** ASSIGNED TASK **
From the records below, take each line where the string "crate" shows up and copy it.

::::

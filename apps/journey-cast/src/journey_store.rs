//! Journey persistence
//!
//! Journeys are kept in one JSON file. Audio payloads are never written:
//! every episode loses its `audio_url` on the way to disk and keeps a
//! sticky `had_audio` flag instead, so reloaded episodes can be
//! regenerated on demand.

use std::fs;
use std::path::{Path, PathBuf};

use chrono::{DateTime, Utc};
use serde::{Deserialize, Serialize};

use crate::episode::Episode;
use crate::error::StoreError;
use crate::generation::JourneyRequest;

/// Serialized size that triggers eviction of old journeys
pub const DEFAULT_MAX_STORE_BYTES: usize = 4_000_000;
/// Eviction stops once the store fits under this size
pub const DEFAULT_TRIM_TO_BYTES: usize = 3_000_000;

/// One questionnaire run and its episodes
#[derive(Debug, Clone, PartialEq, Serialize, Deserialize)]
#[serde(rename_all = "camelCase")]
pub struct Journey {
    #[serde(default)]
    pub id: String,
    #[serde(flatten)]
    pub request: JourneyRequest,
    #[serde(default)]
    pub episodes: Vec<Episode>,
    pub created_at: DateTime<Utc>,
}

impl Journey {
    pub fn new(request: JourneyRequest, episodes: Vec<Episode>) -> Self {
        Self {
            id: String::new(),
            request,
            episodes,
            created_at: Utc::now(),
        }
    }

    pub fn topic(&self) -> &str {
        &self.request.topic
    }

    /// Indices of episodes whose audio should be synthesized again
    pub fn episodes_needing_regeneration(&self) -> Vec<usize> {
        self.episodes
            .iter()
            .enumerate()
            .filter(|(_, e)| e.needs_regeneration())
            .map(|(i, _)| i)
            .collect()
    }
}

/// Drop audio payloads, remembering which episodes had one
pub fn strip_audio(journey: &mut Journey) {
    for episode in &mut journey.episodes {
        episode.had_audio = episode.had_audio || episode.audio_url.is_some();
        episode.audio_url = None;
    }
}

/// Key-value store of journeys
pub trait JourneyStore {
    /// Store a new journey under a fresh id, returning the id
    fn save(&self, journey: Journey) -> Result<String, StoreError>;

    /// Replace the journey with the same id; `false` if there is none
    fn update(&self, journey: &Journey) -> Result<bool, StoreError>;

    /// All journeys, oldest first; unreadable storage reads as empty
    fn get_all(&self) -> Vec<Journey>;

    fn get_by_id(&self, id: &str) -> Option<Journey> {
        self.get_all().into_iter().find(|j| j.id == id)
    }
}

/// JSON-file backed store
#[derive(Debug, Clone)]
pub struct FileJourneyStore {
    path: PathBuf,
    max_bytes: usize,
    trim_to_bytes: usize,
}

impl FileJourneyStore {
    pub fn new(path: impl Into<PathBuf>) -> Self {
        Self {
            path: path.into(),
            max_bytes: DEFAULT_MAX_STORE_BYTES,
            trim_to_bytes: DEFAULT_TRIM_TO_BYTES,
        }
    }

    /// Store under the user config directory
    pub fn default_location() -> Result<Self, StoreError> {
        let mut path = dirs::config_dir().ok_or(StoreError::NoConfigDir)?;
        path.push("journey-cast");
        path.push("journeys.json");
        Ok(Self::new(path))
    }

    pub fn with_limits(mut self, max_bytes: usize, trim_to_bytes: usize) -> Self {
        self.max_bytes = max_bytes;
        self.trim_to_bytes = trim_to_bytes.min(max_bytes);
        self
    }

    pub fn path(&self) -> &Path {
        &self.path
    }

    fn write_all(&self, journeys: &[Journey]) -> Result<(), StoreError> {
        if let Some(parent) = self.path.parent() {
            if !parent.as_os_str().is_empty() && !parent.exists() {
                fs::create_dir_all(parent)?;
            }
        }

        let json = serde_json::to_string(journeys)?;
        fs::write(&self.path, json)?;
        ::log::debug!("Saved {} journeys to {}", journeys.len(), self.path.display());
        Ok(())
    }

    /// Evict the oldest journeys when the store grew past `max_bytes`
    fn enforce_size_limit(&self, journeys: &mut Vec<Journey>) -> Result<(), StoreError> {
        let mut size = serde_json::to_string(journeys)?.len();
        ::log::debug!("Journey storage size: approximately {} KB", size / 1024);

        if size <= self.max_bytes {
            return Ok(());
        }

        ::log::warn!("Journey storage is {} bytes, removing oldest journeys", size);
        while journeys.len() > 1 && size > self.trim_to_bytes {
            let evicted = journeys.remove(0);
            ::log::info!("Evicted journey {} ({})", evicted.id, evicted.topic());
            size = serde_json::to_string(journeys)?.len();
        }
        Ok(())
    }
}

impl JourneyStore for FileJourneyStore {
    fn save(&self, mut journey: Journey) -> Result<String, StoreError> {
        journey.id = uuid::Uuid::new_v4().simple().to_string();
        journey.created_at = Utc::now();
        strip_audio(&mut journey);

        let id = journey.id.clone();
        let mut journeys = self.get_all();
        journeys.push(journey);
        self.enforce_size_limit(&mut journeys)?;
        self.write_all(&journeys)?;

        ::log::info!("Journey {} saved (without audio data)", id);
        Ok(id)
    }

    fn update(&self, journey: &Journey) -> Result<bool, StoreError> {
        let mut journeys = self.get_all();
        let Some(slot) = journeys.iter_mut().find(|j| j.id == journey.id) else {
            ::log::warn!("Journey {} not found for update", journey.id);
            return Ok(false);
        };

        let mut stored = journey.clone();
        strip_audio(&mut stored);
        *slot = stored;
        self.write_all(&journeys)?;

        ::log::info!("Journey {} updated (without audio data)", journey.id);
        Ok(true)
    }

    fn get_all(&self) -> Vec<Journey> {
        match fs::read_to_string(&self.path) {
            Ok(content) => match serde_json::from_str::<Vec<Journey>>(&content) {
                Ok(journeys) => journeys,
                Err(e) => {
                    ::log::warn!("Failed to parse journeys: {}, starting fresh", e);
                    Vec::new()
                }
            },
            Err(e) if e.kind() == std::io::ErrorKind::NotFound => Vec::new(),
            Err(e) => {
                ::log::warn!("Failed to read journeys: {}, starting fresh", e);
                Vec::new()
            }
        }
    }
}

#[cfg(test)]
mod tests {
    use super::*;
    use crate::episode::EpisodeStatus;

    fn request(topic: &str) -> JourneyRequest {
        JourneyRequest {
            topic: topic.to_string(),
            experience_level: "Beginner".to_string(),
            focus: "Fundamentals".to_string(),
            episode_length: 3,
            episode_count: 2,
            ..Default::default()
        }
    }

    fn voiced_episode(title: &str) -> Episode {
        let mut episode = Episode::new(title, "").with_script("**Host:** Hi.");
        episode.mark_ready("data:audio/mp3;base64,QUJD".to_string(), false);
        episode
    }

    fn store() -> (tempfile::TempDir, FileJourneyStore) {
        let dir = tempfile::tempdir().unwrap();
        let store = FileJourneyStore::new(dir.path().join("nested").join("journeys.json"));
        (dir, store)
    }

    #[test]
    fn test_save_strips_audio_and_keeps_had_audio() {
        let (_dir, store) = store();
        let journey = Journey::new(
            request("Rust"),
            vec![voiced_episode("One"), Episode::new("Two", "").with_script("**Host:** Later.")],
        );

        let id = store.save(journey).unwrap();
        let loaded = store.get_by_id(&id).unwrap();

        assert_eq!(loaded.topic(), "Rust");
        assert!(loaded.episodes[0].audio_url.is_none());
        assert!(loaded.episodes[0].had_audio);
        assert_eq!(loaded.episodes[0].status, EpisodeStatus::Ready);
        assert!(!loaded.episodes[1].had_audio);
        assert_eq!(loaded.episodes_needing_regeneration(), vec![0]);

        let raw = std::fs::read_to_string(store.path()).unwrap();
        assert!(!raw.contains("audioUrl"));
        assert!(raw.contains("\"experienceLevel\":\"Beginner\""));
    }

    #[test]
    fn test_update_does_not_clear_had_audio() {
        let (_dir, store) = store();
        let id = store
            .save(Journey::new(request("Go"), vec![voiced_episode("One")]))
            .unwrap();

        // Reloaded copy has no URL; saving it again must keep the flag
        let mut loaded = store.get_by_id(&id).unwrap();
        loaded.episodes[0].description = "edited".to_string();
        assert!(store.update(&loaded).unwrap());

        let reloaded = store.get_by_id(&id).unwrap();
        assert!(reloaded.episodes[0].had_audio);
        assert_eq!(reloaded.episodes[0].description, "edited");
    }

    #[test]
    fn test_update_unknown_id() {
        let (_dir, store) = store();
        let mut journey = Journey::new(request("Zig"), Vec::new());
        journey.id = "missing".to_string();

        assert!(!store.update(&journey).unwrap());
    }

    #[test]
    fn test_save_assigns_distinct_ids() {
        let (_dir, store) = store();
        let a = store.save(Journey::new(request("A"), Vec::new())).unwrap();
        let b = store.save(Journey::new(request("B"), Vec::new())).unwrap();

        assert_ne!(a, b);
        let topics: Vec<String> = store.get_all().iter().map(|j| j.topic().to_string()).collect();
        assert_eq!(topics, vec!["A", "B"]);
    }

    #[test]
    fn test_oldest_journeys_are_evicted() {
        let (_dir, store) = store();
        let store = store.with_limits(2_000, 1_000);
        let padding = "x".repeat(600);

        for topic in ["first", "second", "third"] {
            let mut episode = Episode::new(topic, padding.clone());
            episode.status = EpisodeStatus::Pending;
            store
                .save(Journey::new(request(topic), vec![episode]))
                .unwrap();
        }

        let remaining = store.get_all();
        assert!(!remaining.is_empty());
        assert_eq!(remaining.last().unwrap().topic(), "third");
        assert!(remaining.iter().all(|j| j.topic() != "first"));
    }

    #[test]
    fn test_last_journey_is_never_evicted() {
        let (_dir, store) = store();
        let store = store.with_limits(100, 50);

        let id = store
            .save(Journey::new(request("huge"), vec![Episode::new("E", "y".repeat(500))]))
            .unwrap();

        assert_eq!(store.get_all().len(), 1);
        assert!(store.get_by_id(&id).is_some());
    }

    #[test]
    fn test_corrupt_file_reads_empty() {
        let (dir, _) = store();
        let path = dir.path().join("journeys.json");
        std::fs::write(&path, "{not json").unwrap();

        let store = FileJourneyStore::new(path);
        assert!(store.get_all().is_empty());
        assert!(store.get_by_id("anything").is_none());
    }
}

::::

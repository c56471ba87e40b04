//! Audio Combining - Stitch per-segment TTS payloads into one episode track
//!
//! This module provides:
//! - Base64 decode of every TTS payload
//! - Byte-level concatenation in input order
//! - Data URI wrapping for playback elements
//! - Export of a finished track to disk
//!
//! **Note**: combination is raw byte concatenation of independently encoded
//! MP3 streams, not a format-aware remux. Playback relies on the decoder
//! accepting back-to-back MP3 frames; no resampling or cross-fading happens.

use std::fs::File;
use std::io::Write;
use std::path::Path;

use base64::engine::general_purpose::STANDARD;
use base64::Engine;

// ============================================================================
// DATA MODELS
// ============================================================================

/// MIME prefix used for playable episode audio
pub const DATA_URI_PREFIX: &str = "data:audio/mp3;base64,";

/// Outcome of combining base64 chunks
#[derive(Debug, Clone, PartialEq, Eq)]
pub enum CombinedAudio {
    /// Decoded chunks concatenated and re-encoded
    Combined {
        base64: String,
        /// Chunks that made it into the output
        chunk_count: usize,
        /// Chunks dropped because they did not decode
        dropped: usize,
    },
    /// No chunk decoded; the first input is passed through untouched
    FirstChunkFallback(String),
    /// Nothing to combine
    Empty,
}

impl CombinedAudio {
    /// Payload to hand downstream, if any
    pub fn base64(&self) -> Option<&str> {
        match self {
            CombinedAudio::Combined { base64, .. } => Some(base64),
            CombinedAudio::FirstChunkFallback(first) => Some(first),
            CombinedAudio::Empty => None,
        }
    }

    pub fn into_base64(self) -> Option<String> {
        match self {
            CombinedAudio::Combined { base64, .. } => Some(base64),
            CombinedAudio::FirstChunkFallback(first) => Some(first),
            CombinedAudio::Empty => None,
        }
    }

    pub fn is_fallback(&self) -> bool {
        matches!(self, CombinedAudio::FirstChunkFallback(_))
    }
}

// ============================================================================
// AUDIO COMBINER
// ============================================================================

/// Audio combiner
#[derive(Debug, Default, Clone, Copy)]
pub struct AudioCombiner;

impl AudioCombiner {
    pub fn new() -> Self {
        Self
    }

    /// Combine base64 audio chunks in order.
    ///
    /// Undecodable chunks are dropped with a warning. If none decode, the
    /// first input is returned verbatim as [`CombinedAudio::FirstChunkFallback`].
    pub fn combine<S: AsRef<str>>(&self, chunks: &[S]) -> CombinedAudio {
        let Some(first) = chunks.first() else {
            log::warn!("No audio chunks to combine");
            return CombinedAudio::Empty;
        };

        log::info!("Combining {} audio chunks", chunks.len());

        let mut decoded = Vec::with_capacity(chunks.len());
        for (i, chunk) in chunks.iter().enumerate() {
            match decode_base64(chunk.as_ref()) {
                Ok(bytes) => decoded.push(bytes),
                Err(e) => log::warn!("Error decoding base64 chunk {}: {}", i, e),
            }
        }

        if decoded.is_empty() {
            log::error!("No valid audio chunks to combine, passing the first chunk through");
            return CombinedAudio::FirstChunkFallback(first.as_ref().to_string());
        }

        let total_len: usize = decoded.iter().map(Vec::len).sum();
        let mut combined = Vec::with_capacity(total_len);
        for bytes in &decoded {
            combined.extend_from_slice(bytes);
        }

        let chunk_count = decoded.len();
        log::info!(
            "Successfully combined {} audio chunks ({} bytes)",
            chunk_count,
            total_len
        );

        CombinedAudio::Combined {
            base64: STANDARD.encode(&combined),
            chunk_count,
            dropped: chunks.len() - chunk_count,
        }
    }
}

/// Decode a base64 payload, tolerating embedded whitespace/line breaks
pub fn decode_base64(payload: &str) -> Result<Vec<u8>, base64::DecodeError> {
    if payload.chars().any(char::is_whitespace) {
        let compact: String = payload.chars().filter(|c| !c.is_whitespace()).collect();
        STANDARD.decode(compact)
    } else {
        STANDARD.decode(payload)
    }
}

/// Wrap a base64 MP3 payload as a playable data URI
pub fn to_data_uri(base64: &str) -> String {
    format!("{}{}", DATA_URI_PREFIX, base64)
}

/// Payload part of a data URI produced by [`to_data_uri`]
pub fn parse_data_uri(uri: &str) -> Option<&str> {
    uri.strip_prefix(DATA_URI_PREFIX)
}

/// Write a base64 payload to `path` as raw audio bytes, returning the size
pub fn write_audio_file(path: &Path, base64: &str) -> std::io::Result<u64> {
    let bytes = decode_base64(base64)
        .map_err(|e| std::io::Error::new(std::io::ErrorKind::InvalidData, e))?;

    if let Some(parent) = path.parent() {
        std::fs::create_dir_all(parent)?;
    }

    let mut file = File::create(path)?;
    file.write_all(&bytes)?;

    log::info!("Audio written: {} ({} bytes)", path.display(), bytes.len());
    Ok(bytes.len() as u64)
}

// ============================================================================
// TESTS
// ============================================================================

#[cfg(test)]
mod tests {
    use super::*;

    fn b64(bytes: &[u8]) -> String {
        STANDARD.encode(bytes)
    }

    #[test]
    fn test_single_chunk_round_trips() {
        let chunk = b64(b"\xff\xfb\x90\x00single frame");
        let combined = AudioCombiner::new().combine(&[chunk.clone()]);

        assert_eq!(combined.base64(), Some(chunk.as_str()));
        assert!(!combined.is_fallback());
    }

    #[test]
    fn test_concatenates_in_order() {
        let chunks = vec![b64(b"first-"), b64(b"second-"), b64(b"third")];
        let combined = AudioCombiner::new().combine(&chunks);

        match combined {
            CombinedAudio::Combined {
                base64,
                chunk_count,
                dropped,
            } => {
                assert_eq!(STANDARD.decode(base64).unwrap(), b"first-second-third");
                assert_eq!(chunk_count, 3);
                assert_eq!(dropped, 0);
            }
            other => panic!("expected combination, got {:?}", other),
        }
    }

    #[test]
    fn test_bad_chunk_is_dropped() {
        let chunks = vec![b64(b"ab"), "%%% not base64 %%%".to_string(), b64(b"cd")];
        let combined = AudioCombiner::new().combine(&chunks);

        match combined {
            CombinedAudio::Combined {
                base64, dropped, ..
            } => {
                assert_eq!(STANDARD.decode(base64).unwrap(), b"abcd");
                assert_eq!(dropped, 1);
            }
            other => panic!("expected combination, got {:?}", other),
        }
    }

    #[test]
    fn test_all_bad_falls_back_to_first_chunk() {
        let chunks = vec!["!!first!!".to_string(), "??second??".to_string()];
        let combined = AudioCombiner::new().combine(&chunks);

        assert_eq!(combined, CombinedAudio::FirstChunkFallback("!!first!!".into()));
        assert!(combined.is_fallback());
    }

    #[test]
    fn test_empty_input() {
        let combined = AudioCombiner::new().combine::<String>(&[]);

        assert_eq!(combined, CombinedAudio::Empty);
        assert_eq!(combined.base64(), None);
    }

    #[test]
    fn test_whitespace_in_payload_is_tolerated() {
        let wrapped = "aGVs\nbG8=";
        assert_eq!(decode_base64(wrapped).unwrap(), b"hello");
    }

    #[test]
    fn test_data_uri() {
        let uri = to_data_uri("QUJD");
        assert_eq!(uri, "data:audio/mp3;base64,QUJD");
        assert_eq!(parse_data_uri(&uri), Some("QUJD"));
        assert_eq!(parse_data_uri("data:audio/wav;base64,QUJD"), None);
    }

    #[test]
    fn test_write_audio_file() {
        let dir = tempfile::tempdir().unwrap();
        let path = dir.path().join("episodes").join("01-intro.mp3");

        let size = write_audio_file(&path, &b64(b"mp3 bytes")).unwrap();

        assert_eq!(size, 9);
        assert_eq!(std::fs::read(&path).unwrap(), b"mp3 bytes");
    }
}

::::

** ANSWER TO THIS TASK **
use crate::episode::Episode;
use crate::error::StoreError;
use crate::generation::JourneyRequest;
    use crate::episode::EpisodeStatus;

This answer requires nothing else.